AIM OF THE EXERCISE: Check each line of the data, and copy those where "LuaVM" appears.

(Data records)
◇ ◇ ◇ ◇
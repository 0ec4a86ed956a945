use std::future::Future;
use tokio::runtime::Builder;

/// Drive one request's future to completion on a single-threaded runtime.
///
/// The pipeline awaits each upstream call in turn, so a current-thread
/// runtime is all it needs. A new runtime per call keeps nothing alive
/// between invocations.
pub fn block_on<F>(future: F) -> std::io::Result<F::Output>
where
    F: Future,
{
    let runtime = Builder::new_current_thread().enable_all().build()?;
    Ok(runtime.block_on(future))
}
use crate::lua_value::{LuaTable, Value};
use crate::lua_vm::lua_error::{LuaError, LuaResult, err};
use crate::lua_vm::lua_state::{Flow, LuaVM};
use crate::lua_vm::opcode::Instruction;

fn require_table(v: &Value, what: &str) -> LuaResult<()> {
    if v.as_table().is_none() {
        return err(LuaError::TypeError, format!("attempt to index a {} value ({what})", v.type_name()));
    }
    Ok(())
}

/// Lua's float-byte size hint decoding (spec §4.G NEWTABLE): `x = b & 7`,
/// `e = b >> 3`; `e == 0` gives `x`, otherwise `((x + 8) << (e - 1)) * 2`.
/// Only a capacity hint — the table still grows on demand.
fn fb2size(b: u32) -> usize {
    let x = b & 7;
    let e = b >> 3;
    if e == 0 {
        x as usize
    } else {
        (((x + 8) << (e - 1)) * 2) as usize
    }
}

/// GETTABLE A B C: R[A] <- R[B][RK(C)]
pub(crate) fn exec_gettable(vm: &mut LuaVM, instr: u32) -> LuaResult<Flow> {
    let a = Instruction::a(instr) as usize;
    let b = Instruction::b(instr) as usize;
    let c = Instruction::c(instr);
    let table_val = vm.current_frame().get(b);
    require_table(&table_val, "table expected for GETTABLE")?;
    let key = vm.rk(c);
    let v = table_val.as_table().unwrap().borrow().get(&key);
    vm.current_frame_mut().set(a, v);
    Ok(Flow::Continue)
}

/// SETTABLE A B C: R[A][RK(B)] <- RK(C)
pub(crate) fn exec_settable(vm: &mut LuaVM, instr: u32) -> LuaResult<Flow> {
    let a = Instruction::a(instr) as usize;
    let b = Instruction::b(instr);
    let c = Instruction::c(instr);
    let table_val = vm.current_frame().get(a);
    require_table(&table_val, "table expected for SETTABLE")?;
    let key = vm.rk(b);
    let value = vm.rk(c);
    table_val.as_table().unwrap().borrow_mut().set(key, value)?;
    Ok(Flow::Continue)
}

/// NEWTABLE A B C: R[A] <- a fresh table sized from the B/C hints.
pub(crate) fn exec_newtable(vm: &mut LuaVM, instr: u32) -> LuaResult<Flow> {
    let a = Instruction::a(instr) as usize;
    let b = Instruction::b(instr);
    let c = Instruction::c(instr);
    let table = LuaTable::with_capacity(fb2size(b), fb2size(c));
    vm.current_frame_mut().set(a, Value::table(table));
    Ok(Flow::Continue)
}

/// SELF A B C: R[A+1] <- R[B]; R[A] <- R[B][RK(C)]
pub(crate) fn exec_self(vm: &mut LuaVM, instr: u32) -> LuaResult<Flow> {
    let a = Instruction::a(instr) as usize;
    let b = Instruction::b(instr) as usize;
    let c = Instruction::c(instr);
    let table_val = vm.current_frame().get(b);
    require_table(&table_val, "table expected for SELF")?;
    let key = vm.rk(c);
    let method = table_val.as_table().unwrap().borrow().get(&key);
    vm.current_frame_mut().set(a + 1, table_val);
    vm.current_frame_mut().set(a, method);
    Ok(Flow::Continue)
}

/// LEN A B: table length or string byte length
pub(crate) fn exec_len(vm: &mut LuaVM, instr: u32) -> LuaResult<Flow> {
    let a = Instruction::a(instr) as usize;
    let b = Instruction::b(instr) as usize;
    let v = vm.current_frame().get(b);
    let len = match &v {
        Value::Table(t) => t.borrow().len(),
        Value::String(s) => s.len() as f64,
        other => return err(LuaError::TypeError, format!("attempt to get length of a {} value", other.type_name())),
    };
    vm.current_frame_mut().set(a, Value::Number(len));
    Ok(Flow::Continue)
}

/// SETLIST A B C: write R[A+1..A+B] into array positions (C-1)*50+1..
pub(crate) fn exec_setlist(vm: &mut LuaVM, instr: u32) -> LuaResult<Flow> {
    let a = Instruction::a(instr) as usize;
    let mut b = Instruction::b(instr) as usize;
    let mut c = Instruction::c(instr) as usize;

    if c == 0 {
        let frame = vm.current_frame();
        let pc = frame.pc;
        c = frame.closure.prototype.instructions[pc] as usize;
        vm.current_frame_mut().pc = pc + 1;
    }

    let frame = vm.current_frame();
    if b == 0 {
        b = frame.top - (a + 1);
    }
    let table_val = frame.get(a);
    require_table(&table_val, "table expected for SETLIST")?;
    let table = table_val.as_table().unwrap();
    let base = (c - 1) * 50;
    for i in 1..=b {
        let v = vm.current_frame().get(a + i);
        table.borrow_mut().set(Value::Number((base + i) as f64), v)?;
    }
    Ok(Flow::Continue)
}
◇ ◇ ◇ ◇
EXERCISE RESPONSE:
use crate::lua_vm::lua_state::{Flow, LuaVM};
pub(crate) fn exec_gettable(vm: &mut LuaVM, instr: u32) -> LuaResult<Flow> {
pub(crate) fn exec_settable(vm: &mut LuaVM, instr: u32) -> LuaResult<Flow> {
pub(crate) fn exec_newtable(vm: &mut LuaVM, instr: u32) -> LuaResult<Flow> {
pub(crate) fn exec_self(vm: &mut LuaVM, instr: u32) -> LuaResult<Flow> {
pub(crate) fn exec_len(vm: &mut LuaVM, instr: u32) -> LuaResult<Flow> {
pub(crate) fn exec_setlist(vm: &mut LuaVM, instr: u32) -> LuaResult<Flow> {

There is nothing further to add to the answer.